Selective laser melting (SLM) is an additive manufacturing method used in aerospace and biomedical industries due to its ability to fabricate complex geometries with excellent mechanical properties. However, achieving the desired surface quality can be challenging. Vibratory surface finishing (VSF) is a widely used post-processing technique in engineering industries to improve surface quality. In this study, SLM-produced stainless steel 316L samples with different geometries, including samples with flat surfaces (SFS), samples with bulged surfaces (SBS), and samples with concave surfaces (SCS), were processed using triangular, spherical, and cylindrical media shapes for different processing times.
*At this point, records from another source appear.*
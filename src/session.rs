//! Dashboard Session
//! Owns one normalized dataset and answers every selection query against it.

use crate::config::{ColumnSchema, DashboardConfig};
use crate::data::{
    write_csv, DataLoader, DataSource, Dataset, NumericField, Normalizer, RawTable, Record,
};
use crate::error::DashboardError;
use crate::views::{self, RatioPoint, SexSplitRow, Totals};
use std::fs::File;
use std::io::{BufWriter, Read, Write};
use std::path::Path;
use tracing::info;

/// Build a loader from config: resolved encoding plus candidate paths.
pub fn loader_from_config(config: &DashboardConfig) -> Result<DataLoader, DashboardError> {
    let encoding = config.resolve_encoding()?;
    Ok(DataLoader::new(encoding, config.candidate_paths()))
}

/// One user's dataset for the lifetime of a dashboard session.
///
/// Uploading a new file builds a new session; the old one is dropped wholesale.
#[derive(Debug, Clone)]
pub struct Session {
    dataset: Dataset,
    schema: ColumnSchema,
    source: DataSource,
}

impl Session {
    /// Normalize a raw table into a session.
    pub fn from_raw(raw: RawTable, schema: ColumnSchema) -> Result<Self, DashboardError> {
        let dataset = Normalizer::new(&schema).normalize(&raw.frame)?;
        info!(source = %raw.source, rows = dataset.len(), "session ready");
        Ok(Self {
            dataset,
            schema,
            source: raw.source,
        })
    }

    /// Load the configured file from the first existing candidate path.
    pub fn open_default(config: &DashboardConfig) -> Result<Self, DashboardError> {
        let raw = loader_from_config(config)?.load_default()?;
        Self::from_raw(raw, config.schema())
    }

    /// Load a specific file with the configured encoding.
    pub fn open_path(config: &DashboardConfig, path: &Path) -> Result<Self, DashboardError> {
        let raw = loader_from_config(config)?.load_path(path)?;
        Self::from_raw(raw, config.schema())
    }

    /// Load from an upload stream. `None` means nothing was uploaded.
    pub fn open_upload<R: Read>(
        config: &DashboardConfig,
        upload: Option<(&str, R)>,
    ) -> Result<Self, DashboardError> {
        let raw = loader_from_config(config)?.load_upload(upload)?;
        Self::from_raw(raw, config.schema())
    }

    pub fn dataset(&self) -> &Dataset {
        &self.dataset
    }

    pub fn schema(&self) -> &ColumnSchema {
        &self.schema
    }

    pub fn source(&self) -> &DataSource {
        &self.source
    }

    pub fn regions(&self) -> Vec<&str> {
        self.dataset.regions()
    }

    pub fn select_region(&self, region: &str) -> Vec<&Record> {
        views::select_region(&self.dataset, region)
    }

    pub fn top_n(&self, field: NumericField, n: usize, ascending: bool) -> Vec<&Record> {
        views::top_n(&self.dataset, field, n, ascending)
    }

    pub fn sorted_by(&self, field: NumericField, ascending: bool) -> Vec<&Record> {
        views::sorted_by(&self.dataset, field, ascending)
    }

    pub fn totals(&self) -> Totals {
        views::totals(&self.dataset)
    }

    pub fn sex_split(&self, region: &str) -> Vec<SexSplitRow> {
        views::sex_split(&self.select_region(region))
    }

    pub fn ratio_distribution(&self) -> Vec<RatioPoint> {
        views::ratio_distribution(&self.dataset)
    }

    /// Write `rows` as UTF-8 CSV with this session's header.
    pub fn export_csv<W: Write>(&self, rows: &[&Record], writer: W) -> Result<(), DashboardError> {
        write_csv(rows.iter().copied(), &self.schema, writer)?;
        Ok(())
    }

    /// Write `rows` to a file as UTF-8 CSV.
    pub fn export_csv_file(&self, rows: &[&Record], path: &Path) -> Result<(), DashboardError> {
        let file = File::create(path).map_err(|source| DashboardError::Io {
            path: path.to_path_buf(),
            source,
        })?;
        self.export_csv(rows, BufWriter::new(file))?;
        info!(path = %path.display(), rows = rows.len(), "exported table");
        Ok(())
    }
}
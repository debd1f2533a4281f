//! Registry Dashboard - Resident Registration Population & Household Viewer
//!
//! Loads the monthly registry extract and shows regional charts and tables.

mod gui;

use anyhow::Context;
use eframe::egui;
use gui::DashboardApp;
use registry_dashboard::DashboardConfig;
use tracing_subscriber::EnvFilter;

fn main() -> anyhow::Result<()> {
    tracing_subscriber::fmt()
        .with_env_filter(
            EnvFilter::try_from_default_env().unwrap_or_else(|_| EnvFilter::new("info")),
        )
        .init();

    let config = DashboardConfig::from_env().context("loading dashboard config")?;

    // Configure native options
    let options = eframe::NativeOptions {
        viewport: egui::ViewportBuilder::default()
            .with_inner_size([1400.0, 900.0])
            .with_min_inner_size([1100.0, 700.0])
            .with_title("Registry Dashboard"),
        ..Default::default()
    };

    // Run the application
    eframe::run_native(
        "Registry Dashboard",
        options,
        Box::new(move |cc| Ok(Box::new(DashboardApp::new(cc, config)))),
    )
    .map_err(|e| anyhow::anyhow!("eframe error: {e}"))
}
use encoding_rs::{EUC_KR, UTF_8};
use registry_dashboard::charts::{ChartSpec, DashboardCharts, SortSelection};
use registry_dashboard::data::{
    records_to_frame, DataLoader, DataSource, LoaderError, NormalizeError, Normalizer,
};
use registry_dashboard::{DashboardConfig, DashboardError, NumericField, Session};
use std::io::Write;
use std::path::{Path, PathBuf};
use tempfile::TempDir;

const FILE_NAME: &str = "registry.csv";

fn registry_csv(rows: &[&str]) -> String {
    let schema = DashboardConfig::default().schema();
    let mut text = schema.header().join(",");
    text.push('\n');
    for row in rows {
        text.push_str(row);
        text.push('\n');
    }
    text
}

fn example_rows() -> Vec<&'static str> {
    vec![
        r#"A,"1,000",400,2.50,510,490,104.1"#,
        r#"B,"2,000",900,2.22,950,"1,050",90.5"#,
    ]
}

fn write_euc_kr(dir: &Path, text: &str) -> PathBuf {
    let (bytes, _, had_errors) = EUC_KR.encode(text);
    assert!(!had_errors);
    let path = dir.join(FILE_NAME);
    let mut file = std::fs::File::create(&path).unwrap();
    file.write_all(&bytes).unwrap();
    path
}

fn config_for(dirs: Vec<PathBuf>) -> DashboardConfig {
    DashboardConfig {
        file_name: FILE_NAME.to_string(),
        search_dirs: dirs,
        ..Default::default()
    }
}

#[test]
fn falls_back_to_later_candidate_directory() {
    let empty = TempDir::new().unwrap();
    let with_data = TempDir::new().unwrap();
    let path = write_euc_kr(with_data.path(), &registry_csv(&example_rows()));

    let config = config_for(vec![
        empty.path().to_path_buf(),
        with_data.path().to_path_buf(),
    ]);
    let session = Session::open_default(&config).unwrap();

    assert_eq!(session.source(), &DataSource::File(path));
    assert_eq!(session.regions(), vec!["A", "B"]);
}

#[test]
fn korean_region_names_survive_decoding() {
    let dir = TempDir::new().unwrap();
    write_euc_kr(
        dir.path(),
        &registry_csv(&[
            r#"서울특별시  (1100000000),"9,321,537","4,473,862",2.08,"4,497,106","4,824,431",93.22"#,
            r#"부산광역시  (2600000000),"3,235,418","1,573,424",2.06,"1,579,207","1,656,211",95.35"#,
        ]),
    );
    let session = Session::open_default(&config_for(vec![dir.path().to_path_buf()])).unwrap();

    let seoul = session.select_region("서울특별시  (1100000000)");
    assert_eq!(seoul.len(), 1);
    assert_eq!(seoul[0].total_population(), 9_321_537.0);
    assert_eq!(seoul[0].sex_ratio(), 93.22);

    let top = session.top_n(NumericField::TotalPopulation, 1, false);
    assert_eq!(top[0].region, "서울특별시  (1100000000)");
}

#[test]
fn no_candidate_reports_all_paths() {
    let a = TempDir::new().unwrap();
    let b = TempDir::new().unwrap();
    let config = config_for(vec![a.path().to_path_buf(), b.path().to_path_buf()]);

    match Session::open_default(&config) {
        Err(DashboardError::Load(LoaderError::SourceNotFound { attempted })) => {
            assert_eq!(
                attempted,
                vec![a.path().join(FILE_NAME), b.path().join(FILE_NAME)]
            );
        }
        other => panic!("unexpected: {:?}", other.map(|s| s.source().clone())),
    }
}

#[test]
fn invalid_bytes_are_decode_error() {
    let dir = TempDir::new().unwrap();
    let path = write_euc_kr(dir.path(), &registry_csv(&example_rows()));
    // 0xFF can never start an EUC-KR sequence
    let mut bytes = std::fs::read(&path).unwrap();
    bytes.extend_from_slice(b"\xFF\xFF,1,1,1,1,1,1\n");
    std::fs::write(&path, bytes).unwrap();

    let err = Session::open_path(&DashboardConfig::default(), &path).unwrap_err();
    assert!(matches!(
        err,
        DashboardError::Load(LoaderError::Decode { encoding: "EUC-KR", .. })
    ));
    assert!(err.to_string().contains("EUC-KR"));
}

#[test]
fn wrong_header_is_schema_error() {
    let config = DashboardConfig::default();
    let text = "지역,인구\nA,1\n";
    let (bytes, _, _) = EUC_KR.encode(text);
    let err = Session::open_upload(&config, Some(("upload.csv", &bytes[..]))).unwrap_err();
    match err {
        DashboardError::Normalize(NormalizeError::Schema { missing }) => {
            assert_eq!(missing.len(), 7);
            assert_eq!(missing[0], "행정구역");
        }
        other => panic!("unexpected: {other}"),
    }
}

#[test]
fn malformed_number_aborts_whole_load() {
    let config = DashboardConfig::default();
    let text = registry_csv(&[
        r#"A,"1,000",400,2.50,510,490,104.1"#,
        r#"B,"2,000",900,n/a,950,"1,050",90.5"#,
    ]);
    let (bytes, _, _) = EUC_KR.encode(&text);
    let err = Session::open_upload(&config, Some(("upload.csv", &bytes[..]))).unwrap_err();
    match err {
        DashboardError::Normalize(NormalizeError::MalformedNumericField {
            field, row, value, ..
        }) => {
            assert_eq!(field, "2025년09월_세대당 인구");
            assert_eq!(row, 2);
            assert_eq!(value, "n/a");
        }
        other => panic!("unexpected: {other}"),
    }
}

#[test]
fn missing_field_drops_the_row() {
    let config = DashboardConfig::default();
    let text = registry_csv(&[
        r#"A,"1,000",400,2.50,510,490,104.1"#,
        r#"B,"2,000",,2.22,950,"1,050",90.5"#,
    ]);
    let (bytes, _, _) = EUC_KR.encode(&text);
    let session = Session::open_upload(&config, Some(("upload.csv", &bytes[..]))).unwrap();
    assert_eq!(session.regions(), vec!["A"]);
    assert_eq!(session.totals().total_population, 1000.0);
}

#[test]
fn quoted_empty_field_drops_the_row() {
    let config = DashboardConfig::default();
    let text = registry_csv(&[
        r#""A","1,000","400","2.50","510","490","104.1""#,
        r#""B","2,000","","2.22","950","1,050","90.5""#,
        r#""","3,000","1","1","1","1","1""#,
    ]);
    let (bytes, _, _) = EUC_KR.encode(&text);
    let session = Session::open_upload(&config, Some(("upload.csv", &bytes[..]))).unwrap();
    assert_eq!(session.regions(), vec!["A"]);
    assert_eq!(session.totals().total_population, 1000.0);
}

#[test]
fn export_reload_round_trip() {
    let config = DashboardConfig::default();
    let text = registry_csv(&example_rows());
    let (bytes, _, _) = EUC_KR.encode(&text);
    let session = Session::open_upload(&config, Some(("upload.csv", &bytes[..]))).unwrap();

    let rows = session.sorted_by(NumericField::SexRatio, true);
    let dir = TempDir::new().unwrap();
    let out = dir.path().join("export.csv");
    session.export_csv_file(&rows, &out).unwrap();

    // Exports are UTF-8, unlike the source
    let text = std::fs::read_to_string(&out).unwrap();
    assert!(text.starts_with("행정구역,2025년09월_총인구수"));

    let reloaded = DataLoader::new(UTF_8, Vec::new()).load_path(&out).unwrap();
    let again = Normalizer::new(session.schema())
        .normalize(&reloaded.frame)
        .unwrap();

    assert_eq!(again.regions(), vec!["B", "A"]);
    for record in again.records() {
        let original = &session.select_region(&record.region)[0];
        for field in NumericField::ALL {
            assert!((record.get(field) - original.get(field)).abs() < 1e-9);
        }
    }
}

#[test]
fn normalizing_twice_is_a_no_op() {
    let config = DashboardConfig::default();
    let text = registry_csv(&example_rows());
    let (bytes, _, _) = EUC_KR.encode(&text);
    let session = Session::open_upload(&config, Some(("upload.csv", &bytes[..]))).unwrap();

    let frame = records_to_frame(session.dataset().records(), session.schema()).unwrap();
    let again = Normalizer::new(session.schema()).normalize(&frame).unwrap();
    assert_eq!(&again, session.dataset());
}

#[test]
fn dashboard_charts_follow_selection() {
    let config = DashboardConfig::default();
    let text = registry_csv(&example_rows());
    let (bytes, _, _) = EUC_KR.encode(&text);
    let session = Session::open_upload(&config, Some(("upload.csv", &bytes[..]))).unwrap();

    let sort = SortSelection {
        field: NumericField::TotalPopulation,
        ascending: false,
        n: 1,
    };
    let charts = DashboardCharts::build(&session, "A", &sort);
    assert_eq!(charts.totals.total_population, 3000.0);
    assert_eq!(charts.totals.total_households, 1300.0);

    let ChartSpec::Bar(top) = &charts.top_n else {
        panic!("top-n should be a bar chart");
    };
    assert_eq!(top.bars.len(), 1);
    assert_eq!(top.bars[0].label, "B");

    let ChartSpec::Bar(split) = &charts.sex_split else {
        panic!("sex split should be a bar chart");
    };
    assert_eq!(split.bars[0].value, 510.0);
    assert_eq!(split.bars[1].value, 490.0);

    assert_eq!(charts.sorted_table.rows.len(), 2);
    assert_eq!(charts.sorted_table.rows[0][0], "B");

    // Unknown region: empty chart, totals unchanged
    let charts = DashboardCharts::build(&session, "Z", &sort);
    assert!(charts.sex_split.is_empty());
    assert_eq!(charts.totals.total_population, 3000.0);
}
The research aimed to analyze the surface integrity and dimensional deviation of each sample type after VSF. Our study employed a full factorial design of experiments (DoE) to assess the influences on the surface integrity, dimensional deviations, surface morphology, and surface hardness of 316L stainless steel parts produced via SLM. After VSF, the average Ra value was reduced by 75% after 9 h of operation, achieving the lowest Ra value (1.68 μm) using spherical media. Spherical media also reduced Ra values on concave surfaces by approximately 71%, with a reduction from 14.55 to 4.15 μm. The study found that VSF helps improve surface roughness while affecting the components’ average dimensional deviation and subsurface microhardness. The microhardness measurement showed a value of 220 HV, which was approximately 6.4% higher than the bulk hardness.